## Work item
Repeat the data exactly, please.

(Stored items)
--------------------------------------------------

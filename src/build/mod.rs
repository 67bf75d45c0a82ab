mod cache;
mod pages;
mod previews;
mod utils;

#[cfg(test)]
mod tests;

use std::collections::BTreeSet;
use std::path::Path;
use std::sync::Arc;
use std::time::Instant;

use anyhow::Result;
use time::OffsetDateTime;

use crate::config::{CONFIG_FILE, Config};
use crate::content::{Article, discover_articles};
use crate::dates::DateCanon;
use crate::og::{FontAssets, OgRenderer, OgTemplate};
use crate::search::{IndexContext, build_index};
use crate::stats::build_stats;
use crate::tags::ConfiguredGlyphs;

use cache::{BuildCache, OG_PREFIX, PAGE_PREFIX};
use pages::render_pages;
use previews::{PreviewSettings, plan_previews, render_previews};
use utils::{compute_cache_digest, remove_stale_file, write_output};

pub use utils::{log_status, remove_dir_if_exists};

pub const OUTPUT_DIR: &str = "dist";
pub const CONTENT_DIR: &str = "content";
pub const STATE_DIR: &str = ".penmark";
pub(super) const CACHE_DIR: &str = ".penmark/cache";

#[derive(Clone, Copy, Debug, Default)]
pub struct BuildPlan {
    pub include_drafts: bool,
    pub force: bool,
    pub verbose: bool,
}

#[derive(Default, Debug, Clone, PartialEq, Eq)]
pub struct BuildSummary {
    pub articles: usize,
    pub pages_rendered: usize,
    pub tweet_embeds: usize,
    pub search_items: usize,
    pub previews_rendered: usize,
    pub previews_unchanged: usize,
    pub stale_removed: usize,
}

/// Loads `penmark.yaml` and the card fonts, then builds every artifact into
/// `dist/`. Missing fonts abort before any content is read.
pub fn build_site(root: &Path, plan: BuildPlan) -> Result<BuildSummary> {
    build_project(root, plan, OffsetDateTime::now_utc(), |config| {
        let fonts = FontAssets::load(
            &root.join(&config.og.regular_font),
            &root.join(&config.og.bold_font),
            &config.og.font_family,
        )?;
        log_status(
            plan.verbose,
            "FONTS",
            format!(
                "Loaded {} / {}",
                fonts.family_for(400),
                fonts.family_for(700)
            ),
        );
        Ok(OgRenderer::with_default_engines(
            Arc::new(fonts),
            og_template(config),
        ))
    })
}

/// Loads and validates `penmark.yaml`, asks `make_renderer` for the card
/// renderer, then runs the pipeline.
pub fn build_project<F>(
    root: &Path,
    plan: BuildPlan,
    started: OffsetDateTime,
    make_renderer: F,
) -> Result<BuildSummary>
where
    F: FnOnce(&Config) -> Result<OgRenderer>,
{
    let config = Config::load(root.join(CONFIG_FILE))?;
    let renderer = make_renderer(&config)?;
    build_with_renderer(root, &config, &renderer, plan, started)
}

pub fn og_template(config: &Config) -> OgTemplate {
    OgTemplate {
        site_title: config.title.clone(),
        category_label: config.og.category_label.clone(),
        font_family: config.og.font_family.clone(),
    }
}

/// Runs the pipeline with an already constructed card renderer. `started`
/// stands in for undated articles and anchors the stats windows.
pub fn build_with_renderer(
    root: &Path,
    config: &Config,
    renderer: &OgRenderer,
    plan: BuildPlan,
    started: OffsetDateTime,
) -> Result<BuildSummary> {
    let timer = Instant::now();
    let mut summary = BuildSummary::default();
    let include_drafts = plan.include_drafts || config.include_drafts;
    if include_drafts {
        log_status(plan.verbose, "MODE", "Including drafts");
    }
    if plan.force {
        log_status(plan.verbose, "MODE", "Ignoring preview cache");
    }

    let canon = DateCanon::from_config(config)?;
    let glyphs = ConfiguredGlyphs::new(&config.tags);
    let base_path = config.normalized_base_path();
    let output_root = root.join(OUTPUT_DIR);

    log_status(plan.verbose, "STEP", "Loading content");
    let articles = discover_articles(root.join(CONTENT_DIR), config)?;
    let visible: Vec<&Article> = articles
        .iter()
        .filter(|article| include_drafts || !article.draft)
        .collect();
    summary.articles = visible.len();
    log_status(
        plan.verbose,
        "CONTENT",
        format!(
            "{} article(s), {} hidden draft(s)",
            visible.len(),
            articles.len() - visible.len()
        ),
    );

    log_status(plan.verbose, "STEP", "Rendering pages");
    let pages = render_pages(&visible, &config.markdown.tweet_cta)?;
    summary.pages_rendered = pages.len();
    summary.tweet_embeds = pages.iter().map(|page| page.embeds).sum();

    log_status(plan.verbose, "STEP", "Building search index");
    let indexed: Vec<Article> = articles
        .iter()
        .filter(|article| article.collection == config.search.collection)
        .cloned()
        .collect();
    let index = build_index(
        &indexed,
        &IndexContext {
            canon: &canon,
            glyphs: &glyphs,
            base_path: &base_path,
            og_dir: &config.og.output_dir,
            include_drafts,
        },
    )?;
    summary.search_items = index.entries.len();
    log_status(
        plan.verbose,
        "SEARCH",
        format!(
            "{} item(s), digest {}",
            index.entries.len(),
            &index.digest[..12]
        ),
    );

    let stats = build_stats(&index.entries, canon.local_date(started), &config.stats)?;
    let stats_bytes = stats.to_json()?;
    log_status(
        plan.verbose,
        "STATS",
        format!("{} characters in the last year", stats.year_char_total),
    );

    log_status(plan.verbose, "STEP", "Rendering preview images");
    let og_root = output_root.join(&config.og.output_dir);
    let cache = BuildCache::open(root)?;
    let template_digest = compute_cache_digest(&(&config.title, &config.og))?;
    let preview_plan = plan_previews(
        &visible,
        &PreviewSettings {
            canon: &canon,
            site_description: &config.description,
            template_digest: &template_digest,
            started,
            output_root: &og_root,
            force: plan.force,
        },
        &cache,
    )?;
    let previews = render_previews(&preview_plan.pending, renderer)?;
    summary.previews_rendered = previews.len();
    summary.previews_unchanged = preview_plan.unchanged;

    log_status(plan.verbose, "STEP", "Writing output");
    for page in &pages {
        write_output(&output_root.join(&page.relative_path), page.html.as_bytes())?;
    }
    write_output(&output_root.join(&config.search.asset_path), &index.bytes)?;
    write_output(&output_root.join(&config.stats.asset_path), &stats_bytes)?;
    for preview in &previews {
        write_output(&og_root.join(&preview.relative_path), &preview.png)?;
        cache.record(&preview.key, &preview.digest)?;
        log_status(plan.verbose, "OG", format!("Rendered {}", preview.key));
    }

    let page_keys: BTreeSet<String> = pages.iter().map(|page| page.key.clone()).collect();
    for key in &page_keys {
        cache.record_page(key)?;
    }
    let preview_keys: BTreeSet<String> = visible.iter().map(|article| article.key()).collect();
    for key in cache.prune(PAGE_PREFIX, &page_keys)? {
        if remove_stale_file(&output_root, &output_root.join(&key).join("index.html"))? {
            summary.stale_removed += 1;
            log_status(plan.verbose, "CLEAN", format!("Removed page {key}"));
        }
    }
    for key in cache.prune(OG_PREFIX, &preview_keys)? {
        if remove_stale_file(&og_root, &og_root.join(format!("{key}.png")))? {
            summary.stale_removed += 1;
            log_status(plan.verbose, "CLEAN", format!("Removed preview {key}"));
        }
    }
    cache.flush()?;

    log_status(
        plan.verbose,
        "DONE",
        format!(
            "{} page(s), {} preview(s) rendered, {} unchanged in {:.2?}",
            summary.pages_rendered,
            summary.previews_rendered,
            summary.previews_unchanged,
            timer.elapsed()
        ),
    );

    Ok(summary)
}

--------------------------------------------------

## Exercise answer
filename src/build/mod.rs
repository 67bf75d45c0a82ab
mod cache;
mod pages;
mod previews;
mod utils;

#[cfg(test)]
mod tests;

use std::collections::BTreeSet;
use std::path::Path;
use std::sync::Arc;
use std::time::Instant;

use anyhow::Result;
use time::OffsetDateTime;

use crate::config::{CONFIG_FILE, Config};
use crate::content::{Article, discover_articles};
use crate::dates::DateCanon;
use crate::og::{FontAssets, OgRenderer, OgTemplate};
use crate::search::{IndexContext, build_index};
use crate::stats::build_stats;
use crate::tags::ConfiguredGlyphs;

use cache::{BuildCache, OG_PREFIX, PAGE_PREFIX};
use pages::render_pages;
use previews::{PreviewSettings, plan_previews, render_previews};
use utils::{compute_cache_digest, remove_stale_file, write_output};

pub use utils::{log_status, remove_dir_if_exists};

pub const OUTPUT_DIR: &str = "dist";
pub const CONTENT_DIR: &str = "content";
pub const STATE_DIR: &str = ".penmark";
pub(super) const CACHE_DIR: &str = ".penmark/cache";

#[derive(Clone, Copy, Debug, Default)]
pub struct BuildPlan {
    pub include_drafts: bool,
    pub force: bool,
    pub verbose: bool,
}

#[derive(Default, Debug, Clone, PartialEq, Eq)]
pub struct BuildSummary {
    pub articles: usize,
    pub pages_rendered: usize,
    pub tweet_embeds: usize,
    pub search_items: usize,
    pub previews_rendered: usize,
    pub previews_unchanged: usize,
    pub stale_removed: usize,
}

/// Loads `penmark.yaml` and the card fonts, then builds every artifact into
/// `dist/`. Missing fonts abort before any content is read.
pub fn build_site(root: &Path, plan: BuildPlan) -> Result<BuildSummary> {
    build_project(root, plan, OffsetDateTime::now_utc(), |config| {
        let fonts = FontAssets::load(
            &root.join(&config.og.regular_font),
            &root.join(&config.og.bold_font),
            &config.og.font_family,
        )?;
        log_status(
            plan.verbose,
            "FONTS",
            format!(
                "Loaded {} / {}",
                fonts.family_for(400),
                fonts.family_for(700)
            ),
        );
        Ok(OgRenderer::with_default_engines(
            Arc::new(fonts),
            og_template(config),
        ))
    })
}

/// Loads and validates `penmark.yaml`, asks `make_renderer` for the card
/// renderer, then runs the pipeline.
pub fn build_project<F>(
    root: &Path,
    plan: BuildPlan,
    started: OffsetDateTime,
    make_renderer: F,
) -> Result<BuildSummary>
where
    F: FnOnce(&Config) -> Result<OgRenderer>,
{
    let config = Config::load(root.join(CONFIG_FILE))?;
    let renderer = make_renderer(&config)?;
    build_with_renderer(root, &config, &renderer, plan, started)
}

pub fn og_template(config: &Config) -> OgTemplate {
    OgTemplate {
        site_title: config.title.clone(),
        category_label: config.og.category_label.clone(),
        font_family: config.og.font_family.clone(),
    }
}

/// Runs the pipeline with an already constructed card renderer. `started`
/// stands in for undated articles and anchors the stats windows.
pub fn build_with_renderer(
    root: &Path,
    config: &Config,
    renderer: &OgRenderer,
    plan: BuildPlan,
    started: OffsetDateTime,
) -> Result<BuildSummary> {
    let timer = Instant::now();
    let mut summary = BuildSummary::default();
    let include_drafts = plan.include_drafts || config.include_drafts;
    if include_drafts {
        log_status(plan.verbose, "MODE", "Including drafts");
    }
    if plan.force {
        log_status(plan.verbose, "MODE", "Ignoring preview cache");
    }

    let canon = DateCanon::from_config(config)?;
    let glyphs = ConfiguredGlyphs::new(&config.tags);
    let base_path = config.normalized_base_path();
    let output_root = root.join(OUTPUT_DIR);

    log_status(plan.verbose, "STEP", "Loading content");
    let articles = discover_articles(root.join(CONTENT_DIR), config)?;
    let visible: Vec<&Article> = articles
        .iter()
        .filter(|article| include_drafts || !article.draft)
        .collect();
    summary.articles = visible.len();
    log_status(
        plan.verbose,
        "CONTENT",
        format!(
            "{} article(s), {} hidden draft(s)",
            visible.len(),
            articles.len() - visible.len()
        ),
    );

    log_status(plan.verbose, "STEP", "Rendering pages");
    let pages = render_pages(&visible, &config.markdown.tweet_cta)?;
    summary.pages_rendered = pages.len();
    summary.tweet_embeds = pages.iter().map(|page| page.embeds).sum();

    log_status(plan.verbose, "STEP", "Building search index");
    let indexed: Vec<Article> = articles
        .iter()
        .filter(|article| article.collection == config.search.collection)
        .cloned()
        .collect();
    let index = build_index(
        &indexed,
        &IndexContext {
            canon: &canon,
            glyphs: &glyphs,
            base_path: &base_path,
            og_dir: &config.og.output_dir,
            include_drafts,
        },
    )?;
    summary.search_items = index.entries.len();
    log_status(
        plan.verbose,
        "SEARCH",
        format!(
            "{} item(s), digest {}",
            index.entries.len(),
            &index.digest[..12]
        ),
    );

    let stats = build_stats(&index.entries, canon.local_date(started), &config.stats)?;
    let stats_bytes = stats.to_json()?;
    log_status(
        plan.verbose,
        "STATS",
        format!("{} characters in the last year", stats.year_char_total),
    );

    log_status(plan.verbose, "STEP", "Rendering preview images");
    let og_root = output_root.join(&config.og.output_dir);
    let cache = BuildCache::open(root)?;
    let template_digest = compute_cache_digest(&(&config.title, &config.og))?;
    let preview_plan = plan_previews(
        &visible,
        &PreviewSettings {
            canon: &canon,
            site_description: &config.description,
            template_digest: &template_digest,
            started,
            output_root: &og_root,
            force: plan.force,
        },
        &cache,
    )?;
    let previews = render_previews(&preview_plan.pending, renderer)?;
    summary.previews_rendered = previews.len();
    summary.previews_unchanged = preview_plan.unchanged;

    log_status(plan.verbose, "STEP", "Writing output");
    for page in &pages {
        write_output(&output_root.join(&page.relative_path), page.html.as_bytes())?;
    }
    write_output(&output_root.join(&config.search.asset_path), &index.bytes)?;
    write_output(&output_root.join(&config.stats.asset_path), &stats_bytes)?;
    for preview in &previews {
        write_output(&og_root.join(&preview.relative_path), &preview.png)?;
        cache.record(&preview.key, &preview.digest)?;
        log_status(plan.verbose, "OG", format!("Rendered {}", preview.key));
    }

    let page_keys: BTreeSet<String> = pages.iter().map(|page| page.key.clone()).collect();
    for key in &page_keys {
        cache.record_page(key)?;
    }
    let preview_keys: BTreeSet<String> = visible.iter().map(|article| article.key()).collect();
    for key in cache.prune(PAGE_PREFIX, &page_keys)? {
        if remove_stale_file(&output_root, &output_root.join(&key).join("index.html"))? {
            summary.stale_removed += 1;
            log_status(plan.verbose, "CLEAN", format!("Removed page {key}"));
        }
    }
    for key in cache.prune(OG_PREFIX, &preview_keys)? {
        if remove_stale_file(&og_root, &og_root.join(format!("{key}.png")))? {
            summary.stale_removed += 1;
            log_status(plan.verbose, "CLEAN", format!("Removed preview {key}"));
        }
    }
    cache.flush()?;

    log_status(
        plan.verbose,
        "DONE",
        format!(
            "{} page(s), {} preview(s) rendered, {} unchanged in {:.2?}",
            summary.pages_rendered,
            summary.previews_rendered,
            summary.previews_unchanged,
            timer.elapsed()
        ),
    );

    Ok(summary)
}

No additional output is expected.